● PROBLEM TO WORK ON: Extract each line of the records below that contains the word "Deserialize".

● MATERIAL PROVIDED:
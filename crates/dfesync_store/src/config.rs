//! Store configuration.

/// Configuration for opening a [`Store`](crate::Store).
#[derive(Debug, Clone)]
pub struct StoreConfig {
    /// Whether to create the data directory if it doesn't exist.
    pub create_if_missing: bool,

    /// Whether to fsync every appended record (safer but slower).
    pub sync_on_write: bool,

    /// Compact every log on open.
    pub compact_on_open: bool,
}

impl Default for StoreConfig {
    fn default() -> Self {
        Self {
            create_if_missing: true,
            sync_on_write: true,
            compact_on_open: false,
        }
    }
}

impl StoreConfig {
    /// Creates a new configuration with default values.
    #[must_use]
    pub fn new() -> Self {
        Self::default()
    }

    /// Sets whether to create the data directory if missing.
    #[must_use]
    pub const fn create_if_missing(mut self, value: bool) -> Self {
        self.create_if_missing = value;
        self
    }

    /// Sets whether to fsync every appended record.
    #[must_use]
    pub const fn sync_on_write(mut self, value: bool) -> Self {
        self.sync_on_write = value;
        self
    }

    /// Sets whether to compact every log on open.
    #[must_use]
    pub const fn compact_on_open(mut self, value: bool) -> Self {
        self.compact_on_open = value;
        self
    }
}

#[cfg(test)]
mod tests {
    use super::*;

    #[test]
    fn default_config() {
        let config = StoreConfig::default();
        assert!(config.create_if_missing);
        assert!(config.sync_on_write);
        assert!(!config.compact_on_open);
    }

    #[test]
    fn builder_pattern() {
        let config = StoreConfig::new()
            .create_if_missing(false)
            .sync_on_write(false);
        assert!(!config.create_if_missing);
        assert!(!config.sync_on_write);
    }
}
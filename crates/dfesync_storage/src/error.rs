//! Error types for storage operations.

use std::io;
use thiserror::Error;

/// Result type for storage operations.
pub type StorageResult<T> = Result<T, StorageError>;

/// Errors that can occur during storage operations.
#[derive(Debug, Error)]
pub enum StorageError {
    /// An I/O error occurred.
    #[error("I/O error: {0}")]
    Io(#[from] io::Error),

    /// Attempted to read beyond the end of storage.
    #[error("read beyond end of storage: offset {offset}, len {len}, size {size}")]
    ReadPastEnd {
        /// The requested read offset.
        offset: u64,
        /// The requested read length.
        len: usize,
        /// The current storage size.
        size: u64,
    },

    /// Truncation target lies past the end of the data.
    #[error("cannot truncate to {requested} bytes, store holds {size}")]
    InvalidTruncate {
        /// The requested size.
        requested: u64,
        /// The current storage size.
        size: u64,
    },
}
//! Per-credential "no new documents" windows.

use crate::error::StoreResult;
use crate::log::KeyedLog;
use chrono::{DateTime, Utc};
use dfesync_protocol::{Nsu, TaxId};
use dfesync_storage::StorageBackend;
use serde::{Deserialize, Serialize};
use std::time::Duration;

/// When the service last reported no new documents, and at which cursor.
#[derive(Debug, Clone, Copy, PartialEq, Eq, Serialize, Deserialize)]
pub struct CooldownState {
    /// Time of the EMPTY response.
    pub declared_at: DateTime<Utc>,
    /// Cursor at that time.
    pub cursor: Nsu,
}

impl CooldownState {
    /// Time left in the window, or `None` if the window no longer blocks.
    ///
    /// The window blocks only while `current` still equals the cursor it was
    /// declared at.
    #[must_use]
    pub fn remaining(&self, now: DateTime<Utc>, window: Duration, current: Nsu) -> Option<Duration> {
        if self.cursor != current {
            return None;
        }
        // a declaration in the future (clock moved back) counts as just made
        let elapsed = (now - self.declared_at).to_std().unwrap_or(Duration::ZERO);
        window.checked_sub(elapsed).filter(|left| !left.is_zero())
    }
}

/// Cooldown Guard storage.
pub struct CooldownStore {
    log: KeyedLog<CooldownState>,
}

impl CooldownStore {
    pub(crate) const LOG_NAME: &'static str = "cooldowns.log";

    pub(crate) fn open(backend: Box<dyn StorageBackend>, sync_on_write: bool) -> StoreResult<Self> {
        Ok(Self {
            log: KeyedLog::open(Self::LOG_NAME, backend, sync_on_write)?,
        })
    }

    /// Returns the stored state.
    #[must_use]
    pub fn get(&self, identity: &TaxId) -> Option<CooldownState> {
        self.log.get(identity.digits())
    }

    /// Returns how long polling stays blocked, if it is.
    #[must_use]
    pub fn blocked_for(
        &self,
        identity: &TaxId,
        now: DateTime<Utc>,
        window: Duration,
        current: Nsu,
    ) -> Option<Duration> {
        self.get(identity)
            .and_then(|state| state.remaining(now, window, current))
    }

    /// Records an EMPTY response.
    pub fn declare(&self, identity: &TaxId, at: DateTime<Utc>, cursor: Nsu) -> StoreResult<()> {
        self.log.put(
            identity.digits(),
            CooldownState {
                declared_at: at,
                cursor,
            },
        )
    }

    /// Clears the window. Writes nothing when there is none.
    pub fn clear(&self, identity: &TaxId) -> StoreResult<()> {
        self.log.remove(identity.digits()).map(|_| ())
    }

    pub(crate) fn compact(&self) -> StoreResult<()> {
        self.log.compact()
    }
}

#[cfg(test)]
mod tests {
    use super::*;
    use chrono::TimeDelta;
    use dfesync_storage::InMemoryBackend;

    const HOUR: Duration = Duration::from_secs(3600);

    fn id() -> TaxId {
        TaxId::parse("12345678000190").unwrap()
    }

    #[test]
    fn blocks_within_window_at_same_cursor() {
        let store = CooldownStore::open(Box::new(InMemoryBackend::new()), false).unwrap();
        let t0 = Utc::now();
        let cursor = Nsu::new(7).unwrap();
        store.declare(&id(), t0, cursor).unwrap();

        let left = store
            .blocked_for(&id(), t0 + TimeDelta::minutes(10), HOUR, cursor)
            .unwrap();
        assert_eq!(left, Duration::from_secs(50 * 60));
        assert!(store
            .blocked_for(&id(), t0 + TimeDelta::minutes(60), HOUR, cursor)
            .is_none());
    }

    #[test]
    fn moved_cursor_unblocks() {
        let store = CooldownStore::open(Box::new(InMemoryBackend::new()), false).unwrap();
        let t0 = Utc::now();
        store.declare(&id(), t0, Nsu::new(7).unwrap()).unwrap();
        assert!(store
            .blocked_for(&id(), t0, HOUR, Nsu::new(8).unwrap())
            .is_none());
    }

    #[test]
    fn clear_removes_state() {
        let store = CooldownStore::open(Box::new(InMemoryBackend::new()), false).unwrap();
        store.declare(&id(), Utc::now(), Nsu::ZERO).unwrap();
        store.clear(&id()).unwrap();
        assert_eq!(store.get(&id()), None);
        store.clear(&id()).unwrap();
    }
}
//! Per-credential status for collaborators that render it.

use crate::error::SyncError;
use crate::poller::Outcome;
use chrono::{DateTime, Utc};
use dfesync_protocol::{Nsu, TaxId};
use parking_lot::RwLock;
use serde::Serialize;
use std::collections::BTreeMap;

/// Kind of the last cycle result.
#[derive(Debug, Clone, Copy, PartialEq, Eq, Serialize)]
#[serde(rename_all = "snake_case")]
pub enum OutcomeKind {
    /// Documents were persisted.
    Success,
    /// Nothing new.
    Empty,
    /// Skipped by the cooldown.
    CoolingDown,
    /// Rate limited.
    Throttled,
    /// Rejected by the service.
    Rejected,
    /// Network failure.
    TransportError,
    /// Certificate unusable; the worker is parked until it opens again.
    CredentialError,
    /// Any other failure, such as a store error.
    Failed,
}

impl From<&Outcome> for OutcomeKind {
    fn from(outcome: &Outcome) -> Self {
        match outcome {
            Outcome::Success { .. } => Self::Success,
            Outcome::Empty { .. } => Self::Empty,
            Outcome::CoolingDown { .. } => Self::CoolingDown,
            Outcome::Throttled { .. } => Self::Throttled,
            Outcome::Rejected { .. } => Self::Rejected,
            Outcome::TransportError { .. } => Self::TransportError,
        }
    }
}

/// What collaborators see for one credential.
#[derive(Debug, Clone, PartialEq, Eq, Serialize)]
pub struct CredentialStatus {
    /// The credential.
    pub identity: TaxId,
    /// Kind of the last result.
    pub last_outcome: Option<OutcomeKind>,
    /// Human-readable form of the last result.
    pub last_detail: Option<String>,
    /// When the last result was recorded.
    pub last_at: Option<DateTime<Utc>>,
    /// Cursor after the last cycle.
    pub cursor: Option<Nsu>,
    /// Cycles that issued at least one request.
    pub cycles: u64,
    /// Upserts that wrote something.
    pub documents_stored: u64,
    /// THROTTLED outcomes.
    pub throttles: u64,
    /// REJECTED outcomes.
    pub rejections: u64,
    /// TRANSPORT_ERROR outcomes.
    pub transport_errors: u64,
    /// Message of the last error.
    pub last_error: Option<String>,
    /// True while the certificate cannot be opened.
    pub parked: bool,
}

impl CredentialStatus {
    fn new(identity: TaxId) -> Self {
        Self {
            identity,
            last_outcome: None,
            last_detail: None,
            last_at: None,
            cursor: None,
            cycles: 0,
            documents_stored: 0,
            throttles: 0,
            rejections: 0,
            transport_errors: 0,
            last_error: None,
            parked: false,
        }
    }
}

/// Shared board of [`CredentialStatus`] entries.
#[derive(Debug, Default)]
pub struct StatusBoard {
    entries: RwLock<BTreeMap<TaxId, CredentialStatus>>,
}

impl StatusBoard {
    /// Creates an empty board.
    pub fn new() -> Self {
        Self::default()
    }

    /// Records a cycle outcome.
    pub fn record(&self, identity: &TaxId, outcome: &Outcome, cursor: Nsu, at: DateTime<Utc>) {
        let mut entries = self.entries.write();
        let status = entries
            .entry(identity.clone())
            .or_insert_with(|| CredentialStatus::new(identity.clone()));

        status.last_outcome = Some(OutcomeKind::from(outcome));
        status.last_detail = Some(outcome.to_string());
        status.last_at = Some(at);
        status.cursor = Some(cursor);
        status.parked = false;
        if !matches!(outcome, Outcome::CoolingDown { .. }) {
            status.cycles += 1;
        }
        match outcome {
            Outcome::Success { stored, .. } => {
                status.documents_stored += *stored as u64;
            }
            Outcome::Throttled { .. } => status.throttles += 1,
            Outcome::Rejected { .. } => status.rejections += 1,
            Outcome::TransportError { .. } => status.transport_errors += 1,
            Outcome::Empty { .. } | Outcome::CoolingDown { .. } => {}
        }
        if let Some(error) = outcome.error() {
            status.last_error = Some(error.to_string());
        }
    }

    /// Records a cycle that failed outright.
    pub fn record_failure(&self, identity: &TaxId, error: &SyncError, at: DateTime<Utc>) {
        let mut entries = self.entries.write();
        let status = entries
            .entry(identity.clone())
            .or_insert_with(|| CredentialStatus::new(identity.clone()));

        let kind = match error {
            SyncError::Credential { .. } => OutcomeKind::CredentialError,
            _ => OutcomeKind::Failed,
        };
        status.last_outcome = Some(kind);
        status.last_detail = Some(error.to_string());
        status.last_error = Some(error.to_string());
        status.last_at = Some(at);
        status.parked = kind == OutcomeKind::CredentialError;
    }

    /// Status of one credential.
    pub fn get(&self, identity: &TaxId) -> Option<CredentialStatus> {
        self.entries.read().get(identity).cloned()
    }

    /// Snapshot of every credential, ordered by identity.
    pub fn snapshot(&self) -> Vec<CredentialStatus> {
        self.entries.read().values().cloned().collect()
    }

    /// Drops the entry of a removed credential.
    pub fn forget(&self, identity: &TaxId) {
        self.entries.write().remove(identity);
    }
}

● FINAL ANSWER:
use serde::{Deserialize, Serialize};
#[derive(Debug, Clone, Copy, PartialEq, Eq, Serialize, Deserialize)]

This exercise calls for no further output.